» TRY IT
One number is all that is asked for: the number of lines below that hold the string "builder".

[Start of Attachment]

#[tokio::test]
async fn test_attempts_counted_across_hops() {
    let server = MockServer::start().await;
    Mock::given(path("/start"))
        .respond_with(ResponseTemplate::new(503))
        .up_to_n_times(1)
        .mount(&server)
        .await;
    Mock::given(path("/start"))
        .respond_with(ResponseTemplate::new(302).insert_header("location", "/done"))
        .mount(&server)
        .await;
    Mock::given(path("/done"))
        .respond_with(ResponseTemplate::new(200).set_body_string("done"))
        .mount(&server)
        .await;

    let cfg = config(&["-L", "--retry", "2", "--retry-delay", "0.01", &url(&server, "/start")]);
    let response = Executor::new()
        .execute(&cfg, &Cancellation::new())
        .await
        .unwrap();

    assert_eq!(response.text(), "done");
    assert_eq!(response.redirects, 1);
    assert_eq!(response.attempts, 3);
}

#[tokio::test]
async fn test_redirect_loop_detected() {
    let server = MockServer::start().await;
    Mock::given(path("/a"))
        .respond_with(ResponseTemplate::new(302).insert_header("location", "/b"))
        .mount(&server)
        .await;
    Mock::given(path("/b"))
        .respond_with(ResponseTemplate::new(302).insert_header("location", "/a"))
        .mount(&server)
        .await;

    let err = Executor::new()
        .execute(&config(&["-L", &url(&server, "/a")]), &Cancellation::new())
        .await
        .unwrap_err();
    assert!(matches!(
        err,
        KurlError::Execution(ExecutionError::RedirectLoopExceeded { .. })
    ));
    assert_eq!(err.exit_code(), 47);
}

#[tokio::test]
async fn test_max_redirs_caps_hops() {
    let server = MockServer::start().await;
    for hop in 0..3 {
        Mock::given(path(format!("/hop{hop}")))
            .respond_with(
                ResponseTemplate::new(301).insert_header("location", format!("/hop{}", hop + 1)),
            )
            .mount(&server)
            .await;
    }
    Mock::given(path("/hop3"))
        .respond_with(ResponseTemplate::new(200))
        .mount(&server)
        .await;

    let executor = Executor::new();
    let capped = executor
        .execute(
            &config(&["-L", "--max-redirs", "2", &url(&server, "/hop0")]),
            &Cancellation::new(),
        )
        .await
        .unwrap_err();
    assert!(matches!(
        capped,
        KurlError::Execution(ExecutionError::RedirectLoopExceeded { max: 2, .. })
    ));

    let enough = executor
        .execute(
            &config(&["-L", "--max-redirs", "3", &url(&server, "/hop0")]),
            &Cancellation::new(),
        )
        .await
        .unwrap();
    assert_eq!(enough.redirects, 3);
}

// =============================================================================
// BODIES, QUERY, HEADERS
// =============================================================================

#[tokio::test]
async fn test_get_mode_moves_data_to_query() {
    let server = MockServer::start().await;
    Mock::given(method("GET"))
        .and(path("/search"))
        .and(query_param("q", "rust lang"))
        .and(query_param("page", "2"))
        .respond_with(ResponseTemplate::new(200))
        .expect(1)
        .mount(&server)
        .await;

    let cfg = config(&[
        "-G",
        "--data-urlencode",
        "q=rust lang",
        "-d",
        "page=2",
        &url(&server, "/search"),
    ]);
    let response = Executor::new()
        .execute(&cfg, &Cancellation::new())
        .await
        .unwrap();
    assert!(response.is_success());
}

#[tokio::test]
async fn test_json_body_sets_headers() {
    let server = MockServer::start().await;
    Mock::given(method("POST"))
        .and(header("content-type", "application/json"))
        .and(header("accept", "application/json"))
        .and(body_string(r#"{"name":"kurl"}"#))
        .respond_with(ResponseTemplate::new(201))
        .expect(1)
        .mount(&server)
        .await;

    let cfg = config(&["--json", r#"{"name":"kurl"}"#, &url(&server, "/items")]);
    let response = Executor::new()
        .execute(&cfg, &Cancellation::new())
        .await
        .unwrap();
    assert_eq!(response.status.as_u16(), 201);
}

#[tokio::test]
async fn test_multipart_form_from_file() {
    let server = MockServer::start().await;
    Mock::given(method("POST"))
        .and(body_string_contains("name=\"title\"\r\n\r\nhello\r\n"))
        .and(body_string_contains("filename=\"notes.txt\""))
        .and(body_string_contains("file contents"))
        .respond_with(ResponseTemplate::new(200))
        .expect(1)
        .mount(&server)
        .await;

    let executor = Executor::builder()
        .loader(MemoryLoader::new().with_file("notes.txt", "file contents"))
        .build();
    let cfg = config(&[
        "-F",
        "title=hello",
        "-F",
        "doc=@notes.txt",
        &url(&server, "/upload"),
    ]);
    let response = executor.execute(&cfg, &Cancellation::new()).await.unwrap();
    assert!(response.is_success());

    let requests = server.received_requests().await.unwrap();
    let content_type = requests[0].headers.get("content-type").unwrap().to_str().unwrap();
    assert!(content_type.starts_with("multipart/form-data; boundary="));
}

#[tokio::test]
async fn test_default_user_agent_and_override() {
    let server = MockServer::start().await;
    Mock::given(header("user-agent", kurl::DEFAULT_USER_AGENT))
        .respond_with(ResponseTemplate::new(200).set_body_string("default"))
        .mount(&server)
        .await;
    Mock::given(header("user-agent", "tester/1"))
        .respond_with(ResponseTemplate::new(200).set_body_string("custom"))
        .mount(&server)
        .await;

    let executor = Executor::new();
    let plain = executor
        .execute(&config(&[&url(&server, "/")]), &Cancellation::new())
        .await
        .unwrap();
    assert_eq!(plain.text(), "default");

    let custom = executor
        .execute(&config(&["-A", "tester/1", &url(&server, "/")]), &Cancellation::new())
        .await
        .unwrap();
    assert_eq!(custom.text(), "custom");
}

#[tokio::test]
async fn test_response_size_cap() {
    let server = MockServer::start().await;
    Mock::given(method("GET"))
        .respond_with(ResponseTemplate::new(200).set_body_string("0123456789A"))
        .mount(&server)
        .await;

    let executor = Executor::new();
    let err = executor
        .execute(
            &config(&["--max-filesize", "10", &url(&server, "/")]),
            &Cancellation::new(),
        )
        .await
        .unwrap_err();
    assert!(matches!(
        err,
        KurlError::Execution(ExecutionError::ResponseTooLarge { limit: 10 })
    ));

    let fits = executor
        .execute(
            &config(&["--max-filesize", "11", &url(&server, "/")]),
            &Cancellation::new(),
        )
        .await
        .unwrap();
    assert_eq!(fits.body.len(), 11);
}

// =============================================================================
// COOKIES
// =============================================================================

#[tokio::test]
async fn test_cookies_persist_across_calls() {
    let server = MockServer::start().await;
    Mock::given(path("/login"))
        .respond_with(ResponseTemplate::new(200).insert_header("set-cookie", "sid=42; Path=/"))
        .mount(&server)
        .await;
    Mock::given(path("/me"))
        .and(header("cookie", "theme=dark; sid=42"))
        .respond_with(ResponseTemplate::new(200).set_body_string("welcome back"))
        .expect(1)
        .mount(&server)
        .await;

    let executor = Executor::new();
    let login = executor
        .execute(&config(&[&url(&server, "/login")]), &Cancellation::new())
        .await
        .unwrap();
    assert_eq!(login.cookies.len(), 1);
    assert_eq!(login.cookies[0].name, "sid");

    let me = executor
        .execute(
            &config(&["-b", "theme=dark", &url(&server, "/me")]),
            &Cancellation::new(),
        )
        .await
        .unwrap();
    assert_eq!(me.text(), "welcome back");
}

#[tokio::test]
async fn test_cookie_file_is_sent() {
    let server = MockServer::start().await;
    Mock::given(header("cookie", "session=abc"))
        .respond_with(ResponseTemplate::new(200))
        .expect(1)
        .mount(&server)
        .await;

    let file = "127.0.0.1\tFALSE\t/\tFALSE\t0\tsession\tabc\n";
    let executor = Executor::builder()
        .loader(MemoryLoader::new().with_file("cookies.txt", file))
        .build();
    let response = executor
        .execute(
            &config(&["-b", "cookies.txt", &url(&server, "/")]),
            &Cancellation::new(),
        )
        .await
        .unwrap();
    assert!(response.is_success());
}

// =============================================================================
// VALIDATION AND CUSTOM TRANSPORTS
// =============================================================================

#[tokio::test]
async fn test_plaintext_credentials_never_sent() {
    let server = MockServer::start().await;
    Mock::given(method("GET"))
        .respond_with(ResponseTemplate::new(200))
        .expect(0)
        .mount(&server)
        .await;

    let cfg = RequestConfig::builder()
        .url(url(&server, "/"))
        .basic_auth("alice", Some("hunter2".to_string()))
        .build();
    let err = Executor::new()
        .execute(&cfg, &Cancellation::new())
        .await
        .unwrap_err();
    assert!(matches!(err, KurlError::Validation(_)));
    assert!(!err.to_string().contains("hunter2"));
    assert!(!err.is_retryable());
}

#[tokio::test]
async fn test_custom_transport_behind_wrappers() {
    let counting = Arc::new(Counting::default());
    let limiter = Arc::new(RateLimiter::new(2, Duration::from_secs(60)));
    let breaker = CircuitBreaker::new(3, Duration::from_secs(30));
    let transport = CircuitBreakerTransport::new(
        RateLimitedTransport::new(Arc::clone(&counting), limiter)
            .with_max_wait(Duration::from_millis(10)),
        breaker,
    );
    let executor = Executor::builder().transport(transport).build();
    let cfg = config(&["https://api.test/"]);

    for _ in 0..2 {
        let response = executor.execute(&cfg, &Cancellation::new()).await.unwrap();
        assert_eq!(response.text(), "counted");
    }
    let err = executor
        .execute(&cfg, &Cancellation::new())
        .await
        .unwrap_err();
    assert!(err.to_string().contains("rate limit"));
    assert_eq!(counting.calls.load(Ordering::SeqCst), 2);
}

[End of Attachment]

» ANSWER FOR THIS EXERCISE
4